One number. Four signals.
Every creator on Veltrace receives a Momentum Score between 0 and 100. It is not a vanity metric — it does not measure follower count or total views. It measures the rate and quality of growth: are things accelerating or decelerating right now?
The score is a weighted composite of four components, each capturing a different dimension of creator performance.
What goes into the score.
Each component captures a different dimension of performance. Combined, they produce a score that reflects the full picture of a creator's momentum.
How confident is the signal?
Every score comes with a conviction rating — HIGH, MEDIUM, or LOW — that reflects how much data backs it up and how consistently strong the underlying signals are. A creator can have a score of 75 with LOW conviction if that score is based on sparse or erratic data.
When a creator is migrating platforms.
Drift detection identifies creators who appear to be shifting their primary audience from one platform to another — most commonly from YouTube to Twitch, or vice versa. This is a significant early signal for talent teams, because platform migration often precedes a major spike in total reach.
Drift is flagged when a creator shows sustained growth on a secondary platform at a rate that outpaces their primary platform, combined with rising cross-platform activity scores. It does not require a drop on the primary platform — growth on both with acceleration on the secondary is enough to trigger the flag.
Creators with drift detected are worth prioritising. They are typically in an expansion phase and building leverage across multiple audiences simultaneously.
The chance of breaking through.
Breakout probability is a score representing the likelihood that a creator is approaching a step-change in audience size.
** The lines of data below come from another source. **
use crate::auth::jwt::JwtConfig;

/// A configuration value that is missing or unparseable.
#[derive(Debug, thiserror::Error)]
pub enum ConfigError {
    #[error("{0} must be set")]
    Missing(&'static str),

    #[error("{var} has an invalid value: '{value}'")]
    Invalid { var: &'static str, value: String },
}

/// Where proposal data lives.
#[derive(Debug, Clone, Copy, PartialEq, Eq)]
pub enum StoreBackend {
    Postgres,
    /// In-process store; data is lost on restart.
    Memory,
}

impl StoreBackend {
    fn parse(raw: &str) -> Result<Self, ConfigError> {
        match raw.trim().to_ascii_lowercase().as_str() {
            "postgres" => Ok(Self::Postgres),
            "memory" => Ok(Self::Memory),
            _ => Err(ConfigError::Invalid {
                var: "STORE_BACKEND",
                value: raw.to_string(),
            }),
        }
    }
}

/// Server configuration loaded from environment variables.
///
/// All fields except the JWT secret have defaults suitable for local
/// development.
#[derive(Debug, Clone)]
pub struct ServerConfig {
    /// Bind address (default: `0.0.0.0`).
    pub host: String,
    /// Bind port (default: `3000`).
    pub port: u16,
    /// Allowed CORS origins, parsed from comma-separated `CORS_ORIGINS`.
    pub cors_origins: Vec<String>,
    /// HTTP request timeout in seconds (default: `30`).
    pub request_timeout_secs: u64,
    /// How long shutdown waits for background event tasks (default: `30`).
    pub shutdown_timeout_secs: u64,
    pub store_backend: StoreBackend,
    /// Required when `store_backend` is Postgres.
    pub database_url: Option<String>,
    /// Analytics endpoint receiving every platform event, if any.
    pub analytics_webhook_url: Option<String>,
    pub jwt: JwtConfig,
}

fn var_or<T: std::str::FromStr>(var: &'static str, default: T) -> Result<T, ConfigError> {
    match std::env::var(var) {
        Ok(raw) => raw
            .trim()
            .parse()
            .map_err(|_| ConfigError::Invalid { var, value: raw }),
        Err(_) => Ok(default),
    }
}

fn optional_var(var: &str) -> Option<String> {
    std::env::var(var)
        .ok()
        .map(|v| v.trim().to_string())
        .filter(|v| !v.is_empty())
}

impl ServerConfig {
    /// Load configuration from environment variables with defaults.
    ///
    /// | Env Var                 | Default                 |
    /// |-------------------------|-------------------------|
    /// | `HOST`                  | `0.0.0.0`               |
    /// | `PORT`                  | `3000`                  |
    /// | `CORS_ORIGINS`          | `http://localhost:5173` |
    /// | `REQUEST_TIMEOUT_SECS`  | `30`                    |
    /// | `SHUTDOWN_TIMEOUT_SECS` | `30`                    |
    /// | `STORE_BACKEND`         | `postgres`              |
    /// | `DATABASE_URL`          | required for postgres   |
    /// | `ANALYTICS_WEBHOOK_URL` | unset                   |
    ///
    /// See [`JwtConfig::from_env`] for the JWT variables.
    pub fn from_env() -> Result<Self, ConfigError> {
        let host = std::env::var("HOST").unwrap_or_else(|_| "0.0.0.0".into());
        let port: u16 = var_or("PORT", 3000)?;

        let cors_origins: Vec<String> = std::env::var("CORS_ORIGINS")
            .unwrap_or_else(|_| "http://localhost:5173".into())
            .split(',')
            .map(|s| s.trim().to_string())
            .filter(|s| !s.is_empty())
            .collect();

        let request_timeout_secs: u64 = var_or("REQUEST_TIMEOUT_SECS", 30)?;
        let shutdown_timeout_secs: u64 = var_or("SHUTDOWN_TIMEOUT_SECS", 30)?;

        let store_backend = match optional_var("STORE_BACKEND") {
            Some(raw) => StoreBackend::parse(&raw)?,
            None => StoreBackend::Postgres,
        };
        let database_url = optional_var("DATABASE_URL");
        if store_backend == StoreBackend::Postgres && database_url.is_none() {
            return Err(ConfigError::Missing("DATABASE_URL"));
        }

        Ok(Self {
            host,
            port,
            cors_origins,
            request_timeout_secs,
            shutdown_timeout_secs,
            store_backend,
            database_url,
            analytics_webhook_url: optional_var("ANALYTICS_WEBHOOK_URL"),
            jwt: JwtConfig::from_env()?,
        })
    }
}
It is a leading indicator, not a lagging one — designed to surface signal before it becomes obvious.
Note on timing: Breakout probability is a leading indicator, not a guarantee. It identifies creators who are showing the conditions that historically precede breakouts — not creators who have already broken out. By the time a breakout is obvious to the public, the opportunity for early positioning has typically passed.
When scores are updated.
All scores are recalculated once every 24 hours, at midnight UTC. Data is pulled directly from YouTube and Twitch APIs. Each scoring run processes every tracked creator independently — there is no sampling or extrapolation.
Score history is retained for 30 days and is available on paid plans. The full trend line, component breakdown, and historical conviction ratings are all visible on individual creator profile pages.